Here are some of the key events from the RAF's history.

1 April 1918
The RAF was formed, merging the Royal Flying Corps and the Royal Naval Air Service.

Ground crew during the Battle of Britain

4 August 1919
The present rank titles of the RAF were introduced by the Air Ministry Order.

23 October 1919
The RAF Benevolent Fund was founded by Lord Trenchard, to support all serving and former members of the RAF, as well as their partners and dependent children.

3 July 1920
The first RAF Pageant is held at Hendon and attended by 60,000 spectators.

1921
The RAF is given responsibility for all British forces in Iraq, policing tribal unrest.

1 April 1924
The Fleet Air Arm of the Royal Air Force was formed under the control of the Air Ministry. It consisted of the RAF units that were usually embarked on aircraft carriers and fighting shifts.

1925
The RAF is deployed to Afghanistan, seeing them employed independently for the first time in their history.

1 October 1925
The first University Air Squadron was formed at Cambridge. This was shortly followed by Oxford on 11 October.

29 October 1925
The Observer Corps, later known as the Royal Observer Corps, was formed to collect and report movement of aircraft.

1936
The reorganisation of RAF command saw the creation of Fighter Command, Bomber Command, and Coastal Command.

1939
The outbreak of the Second World War, the RAF undergoes rapid expansion.

28 June 1939
The Women's Auxiliary Air Force was created from the Auxiliary Territorial Service.

5 September 1939
The first RAF attack was made on an enemy U-boat by No 500 Squadron.

December 1939
The British Commonwealth Air Training Plan saw the air forces of British Commonwealth countries trained for RAF service.

4 June 1940
Operation Dynamo – 316,663 troops were evacuated from Dunkirk.

15 September 1940
Battle of Britain Day – RAF Fighter Command claimed what proved to be a decisive victory over the German Luftwaffe.

1 February 1941
The Air Training Corps was constituted.

1 February 1942
The Royal Air Force Regiment was established by the Royal Warrant.

31 May 1942
RAF Bomber Command started large-scale night time bombing raids with up to 1,000 aircraft.

16 - 17 May 1943
Operation Chastise. An attack on German dams, carried out by RAF No. 617 Squadron, now known as the Dam Busters.

18 February 1944
Operation Jericho – an Allied low altitude bombing raid on Amiens Prison to rescue French Resistance prisoners in German-occupied France.

17 – 25 September 1944
Operation Market Garden – an airborne invasion of Holland in an attempt to seize the bridges across the River Rhine.

1 February 1942
The Women's Auxiliary Air Force was renamed the Women's Royal Air Force.
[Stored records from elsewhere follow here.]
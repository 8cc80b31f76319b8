//! Score bands and the scoring result.

use serde::{Deserialize, Serialize};

use super::penalty::Penalty;

/// Seven fixed, non-overlapping score ranges
#[derive(Debug, Clone, Copy, PartialEq, Eq, PartialOrd, Ord, Hash, Serialize, Deserialize)]
#[serde(rename_all = "snake_case")]
pub enum ScoreBand {
    StronglySupported,
    Supported,
    Plausible,
    Mixed,
    WeaklySupported,
    MostlyFalse,
    False,
}

impl ScoreBand {
    pub const ALL: [ScoreBand; 7] = [
        Self::StronglySupported,
        Self::Supported,
        Self::Plausible,
        Self::Mixed,
        Self::WeaklySupported,
        Self::MostlyFalse,
        Self::False,
    ];

    /// Step function over the final score
    pub fn from_score(score: u8) -> Self {
        match score {
            90.. => Self::StronglySupported,
            75..=89 => Self::Supported,
            60..=74 => Self::Plausible,
            45..=59 => Self::Mixed,
            30..=44 => Self::WeaklySupported,
            15..=29 => Self::MostlyFalse,
            _ => Self::False,
        }
    }

    /// Lowest score that falls in this band
    pub fn lower_bound(&self) -> u8 {
        match self {
            Self::StronglySupported => 90,
            Self::Supported => 75,
            Self::Plausible => 60,
            Self::Mixed => 45,
            Self::WeaklySupported => 30,
            Self::MostlyFalse => 15,
            Self::False => 0,
        }
    }

    pub fn key(&self) -> &'static str {
        match self {
            Self::StronglySupported => "strongly_supported",
            Self::Supported => "supported",
            Self::Plausible => "plausible",
            Self::Mixed => "mixed",
            Self::WeaklySupported => "weakly_supported",
            Self::MostlyFalse => "mostly_false",
            Self::False => "false",
        }
    }

    pub fn label(&self) -> &'static str {
        match self {
            Self::StronglySupported => "Strongly Supported",
            Self::Supported => "Supported",
            Self::Plausible => "Plausible",
            Self::Mixed => "Mixed",
            Self::WeaklySupported => "Weakly Supported",
            Self::MostlyFalse => "Mostly False",
            Self::False => "False",
        }
    }

    pub fn description(&self) -> &'static str {
        match self {
            Self::StronglySupported => {
                "Multiple high-quality, independent sources consistently back this claim."
            }
            Self::Supported => "The available evidence generally backs this claim.",
            Self::Plausible => {
                "The claim is reasonable but depends on caveats or incomplete evidence."
            }
            Self::Mixed => "Credible evidence exists on both sides of this claim.",
            Self::WeaklySupported => "Little reliable, independent evidence backs this claim.",
            Self::MostlyFalse => "Most of the available evidence runs against this claim.",
            Self::False => "The available evidence contradicts this claim.",
        }
    }
}

/// Outcome of the scoring stage; a pure function of its inputs
#[derive(Debug, Clone, PartialEq, Serialize, Deserialize)]
pub struct ScoringResult {
    pub initial_score: i32,
    pub penalties: Vec<Penalty>,
    pub total_penalty_weight: u32,
    pub corroboration_bonus: i32,
    /// Score after penalties and bonus, before safeguards and clamping
    pub raw_score: i32,
    pub floor_applied: bool,
    pub floor_reason: Option<String>,
    pub ceiling_applied: bool,
    pub ceiling_reason: Option<String>,
    pub final_score: u8,
    pub score_band: ScoreBand,
    pub score_band_label: String,
}

#[cfg(test)]
mod tests {
    use super::*;

    #[test]
    fn test_band_boundaries() {
        assert_eq!(ScoreBand::from_score(100), ScoreBand::StronglySupported);
        assert_eq!(ScoreBand::from_score(90), ScoreBand::StronglySupported);
        assert_eq!(ScoreBand::from_score(89), ScoreBand::Supported);
        assert_eq!(ScoreBand::from_score(75), ScoreBand::Supported);
        assert_eq!(ScoreBand::from_score(74), ScoreBand::Plausible);
        assert_eq!(ScoreBand::from_score(60), ScoreBand::Plausible);
        assert_eq!(ScoreBand::from_score(59), ScoreBand::Mixed);
        assert_eq!(ScoreBand::from_score(45), ScoreBand::Mixed);
        assert_eq!(ScoreBand::from_score(44), ScoreBand::WeaklySupported);
        assert_eq!(ScoreBand::from_score(30), ScoreBand::WeaklySupported);
        assert_eq!(ScoreBand::from_score(29), ScoreBand::MostlyFalse);
        assert_eq!(ScoreBand::from_score(15), ScoreBand::MostlyFalse);
        assert_eq!(ScoreBand::from_score(14), ScoreBand::False);
        assert_eq!(ScoreBand::from_score(0), ScoreBand::False);
    }

    #[test]
    fn test_lower_bounds_agree_with_step_function() {
        for band in ScoreBand::ALL {
            assert_eq!(ScoreBand::from_score(band.lower_bound()), band);
        }
    }
}
//! Fixed regex families shared by the heuristic strategies and detectors.
//!
//! All patterns are case-insensitive unless noted.

use std::sync::LazyLock;

use regex::Regex;

fn re(pattern: &str) -> Regex {
    Regex::new(pattern).unwrap()
}

// --- claim wording -------------------------------------------------------

pub static NORMATIVE: LazyLock<Regex> = LazyLock::new(|| {
    re(r"(?i)\b(should|shouldn't|must|mustn't|ought to|needs? to|has to|have to|deserves?|it is (wrong|right|unfair|unacceptable|immoral))\b")
});

pub static FUTURE: LazyLock<Regex> = LazyLock::new(|| {
    re(r"(?i)\b(will|won't|shall|going to|(is|are) expected to|forecasts?|forecasted|predicts?|predicted|projected to|in the coming \w+|next (year|decade|century|month)|in the future)\b")
});

pub static PAST: LazyLock<Regex> = LazyLock::new(|| {
    re(r"(?i)\b(was|were|had|did|happened|occurred|last (year|decade|month|century)|ago|previously|historically)\b")
});

pub static PRESENT: LazyLock<Regex> = LazyLock::new(|| {
    re(r"(?i)\b(is|are|has|have|currently|now|today|nowadays|these days|at present)\b")
});

/// Optional preposition plus a four-digit year, e.g. "by 2050"
pub static YEAR: LazyLock<Regex> = LazyLock::new(|| {
    re(r"(?i)\b(?:(?:by|in|since|until|before|after|from) )?(1[89]\d{2}|20\d{2})\b")
});

pub static CAUSAL: LazyLock<Regex> = LazyLock::new(|| {
    re(r"(?i)\b(causes?|caused|causing|leads? to|led to|results? in|resulted in|because of|due to|drives?|triggers?|produces?|(increases?|reduces?|raises?|lowers?) the risk|prevents?)\b")
});

pub static CORRELATIONAL_CLAIM: LazyLock<Regex> = LazyLock::new(|| {
    re(r"(?i)\b(linked (to|with)|associated with|correlat\w*|tied to|connected to)\b")
});

pub static COMPARATIVE: LazyLock<Regex> = LazyLock::new(|| {
    re(r"(?i)\b(than|compared (to|with)|versus|vs\.?|relative to|outperforms?|the (most|least|best|worst|highest|lowest))\b")
});

pub static UNIVERSAL: LazyLock<Regex> = LazyLock::new(|| {
    re(r"(?i)\b(all|every|everyone|everybody|always|never|none|no one|nobody|entire|whole)\b")
});

pub static MAJORITY: LazyLock<Regex> = LazyLock::new(|| {
    re(r"(?i)\b(most|majority|the bulk of|nearly all|almost all)\b")
});

pub static MINORITY: LazyLock<Regex> =
    LazyLock::new(|| re(r"(?i)\b(few|minority|a handful|rarely)\b"));

pub static EXISTENTIAL: LazyLock<Regex> = LazyLock::new(|| {
    re(r"(?i)\b(some|there (is|are|exists?)|at least one)\b")
});

pub static VAGUE: LazyLock<Regex> = LazyLock::new(|| {
    re(r"(?i)\b(many|lots of|a lot|numerous|several|significant(ly)?|countless|tons of|substantial(ly)?|much)\b")
});

pub static PRECISE: LazyLock<Regex> = LazyLock::new(|| {
    re(r"(?i)\b\d+(\.\d+)?\s?(%|percent\b|per cent\b|million\b|billion\b|thousand\b|times\b)")
});

pub static DEFINITE: LazyLock<Regex> = LazyLock::new(|| {
    re(r"(?i)\b(will|proves?|proven|definitely|certainly|always|never|guaranteed|undeniabl[ey]|without (a )?doubt|clearly)\b")
});

pub static PROBABLE: LazyLock<Regex> =
    LazyLock::new(|| re(r"(?i)\b(likely|probably|expected to|tends? to)\b"));

pub static HEDGED: LazyLock<Regex> = LazyLock::new(|| {
    re(r"(?i)\b(may|might|could|possibly|perhaps|suggests?|potentially)\b")
});

/// Certainty markers strong enough to count as rhetorical overstatement
pub const STRONG_MARKERS: &[&str] = &[
    "will",
    "prove",
    "proves",
    "proven",
    "definitely",
    "always",
    "never",
    "guaranteed",
    "certainly",
    "undeniably",
];

/// First verb-like token; splits subject from predicate
pub static VERB: LazyLock<Regex> = LazyLock::new(|| {
    re(r"(?i)\b(is|are|was|were|will|would|has|have|had|can|could|may|might|must|should|does|do|did|causes?|caused|leads?|led|increases?|increased|decreases?|decreased|reduces?|reduced|rises?|rose|falls?|fell|grows?|grew|kills?|killed|makes?|made|shows?|showed|proves?|contains?|helps?|prevents?)\b")
});

// --- geography -----------------------------------------------------------

pub static GLOBAL: LazyLock<Regex> = LazyLock::new(|| {
    re(r"(?i)\b(global(ly)?|world(wide)?|planet|earth|international(ly)?|humanity|every country)\b")
});

pub static REGIONAL: LazyLock<Regex> = LazyLock::new(|| {
    re(r"(?i)\b(region(al)?|europe(an)?|asia(n)?|africa(n)?|latin america|middle east|continent(al)?|scandinavia)\b")
});

/// Country abbreviations are matched case-sensitively to avoid "us"
pub static NATIONAL: LazyLock<Regex> = LazyLock::new(|| {
    re(r"\b(?i:national(ly)?|nationwide|federal|united states|america|britain|canada|india|china|australia|germany|france|japan|brazil|mexico)\b|\b(US|USA|UK)\b")
});

pub static LOCAL: LazyLock<Regex> = LazyLock::new(|| {
    re(r"(?i)\b(local(ly)?|city|town|county|neighbou?rhood|municipal|village|district)\b")
});

// --- source classification -----------------------------------------------

pub static MODEL_LANGUAGE: LazyLock<Regex> = LazyLock::new(|| {
    re(r"(?i)\b(forecasts?|forecasting|projections?|projected|models?|modell?ed|modell?ing|scenarios?|simulations?|simulated)\b")
});

/// Matched against URL and provider name
pub static PEER_REVIEW: LazyLock<Regex> = LazyLock::new(|| {
    re(r"(?i)(doi\.org|pubmed|ncbi\.nlm\.nih\.gov|nature\.com|science\.org|sciencedirect\.com|springer(link)?\.com|wiley\.com|thelancet\.com|nejm\.org|jamanetwork\.com|bmj\.com|plos(one)?\.org|cell\.com|academic\.oup\.com|tandfonline\.com|frontiersin\.org|\bjournal of\b|peer[- ]reviewed)")
});

pub static META_ANALYSIS: LazyLock<Regex> = LazyLock::new(|| {
    re(r"(?i)\b(meta-analys[ei]s|meta analys[ei]s|systematic review|pooled analysis|cochrane)\b")
});

pub static OPINION: LazyLock<Regex> = LazyLock::new(|| {
    re(r"(?i)(/opinions?/|/op-ed|/editorials?/|/blogs?/|\bopinion\b|\bop-ed\b|\beditorial\b|\bcommentary\b|\bblog\b|substack\.com|medium\.com|\bcolumnist\b)")
});

pub static NEWS: LazyLock<Regex> = LazyLock::new(|| {
    re(r"(?i)\b(news|times|post|reuters|associated press|ap|bbc|cnn|npr|guardian|tribune|herald|gazette|daily|chronicle|telegraph|bloomberg|axios|politico|wire|press)\b")
});

/// Domains always treated as institutional (suffix match)
pub const INSTITUTIONAL_DOMAINS: &[&str] = &[
    "who.int",
    "un.org",
    "worldbank.org",
    "imf.org",
    "oecd.org",
    "europa.eu",
    "ipcc.ch",
    "nih.gov",
    "cdc.gov",
    "nasa.gov",
    "noaa.gov",
    "gov.uk",
    "nhs.uk",
    "ecdc.europa.eu",
    "unicef.org",
    "wmo.int",
];

// --- evidence text -------------------------------------------------------

/// Language projecting forward in time
pub static FORWARD_LOOKING: LazyLock<Regex> = LazyLock::new(|| {
    re(r"(?i)\b(forecasts?|projections?|projected|outlook|expected to|will|by 20\d{2}|scenarios?|models?)\b")
});

pub static CONDITIONAL_SCOPE: LazyLock<Regex> = LazyLock::new(|| {
    re(r"(?i)\b(depending on|depends on|in some|in certain|varies (by|across|between)|under certain|only (in|for|when)|in specific|not all|context[- ]dependent)\b")
});

pub static CORRELATIONAL_EVIDENCE: LazyLock<Regex> = LazyLock::new(|| {
    re(r"(?i)\b(correlat\w*|associated with|association between|linked (to|with)|(may|might|could) cause|observational)\b")
});

pub static NARROW_SAMPLE: LazyLock<Regex> = LazyLock::new(|| {
    re(r"(?i)\b((a|one|single|small|pilot) (study|trial|survey|sample|cohort)|sample (size|of)|one (region|country|city|state|site|hospital|school)|participants|case study)\b")
});

pub static METHOD_CAVEAT: LazyLock<Regex> = LazyLock::new(|| {
    re(r"(?i)\b(methodolog\w*|not directly comparable|different definitions|measured differently|definitions (vary|differ)|comparison is (difficult|limited)|caveats?|apples to oranges|inconsistent (measurement|reporting))\b")
});

/// Whether any of the literal markers is a strong certainty marker
pub fn has_strong_marker(markers: &[String]) -> bool {
    markers
        .iter()
        .any(|m| STRONG_MARKERS.contains(&m.to_lowercase().as_str()))
}

/// Lowercased literal matches of a pattern, deduplicated in order
pub fn literal_matches(pattern: &Regex, text: &str) -> Vec<String> {
    let mut found: Vec<String> = Vec::new();
    for m in pattern.find_iter(text) {
        let word = m.as_str().to_lowercase();
        if !found.contains(&word) {
            found.push(word);
        }
    }
    found
}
26 June 1948 – 12 May 1949
The Berlin Airlift. In their first major operation of the Cold War, the RAF provided 17% of the total supplies delivered to West Berlin during the Berlin Blockade.

20 September 1952
Jean Lennox Bird became the first woman to be awarded RAF pilot's wings.

1 June 1956
No 216 Squadron became the world's first military jet transport squadron.

Operation Bushel

6 May 1965
The first Red Arrows display took place at RAD Little Rossington.

30 April 1968
RAF Bomber and Fighter Commands merged to create the RAF Strike Command.

1 January 1972
The RAF's first Airborne Early-Warning Squadron was formed.

1 March 1973
Operation Khana Cascade – RAF Hercules aircraft of 46 Group dropped 2,000 tons of supplies to Himalayan villagers in Nepal. The biggest airlift since Berlin.

1 November 1984
Operation Bushel - RAF Hercules took part in an emergency airlift of food and supplies in Ethiopia.

1 February 1991
Flying Officer Anne Marie Dawe became the RAF's first female navigator.

11 December 2009
The Atlas made its first flight.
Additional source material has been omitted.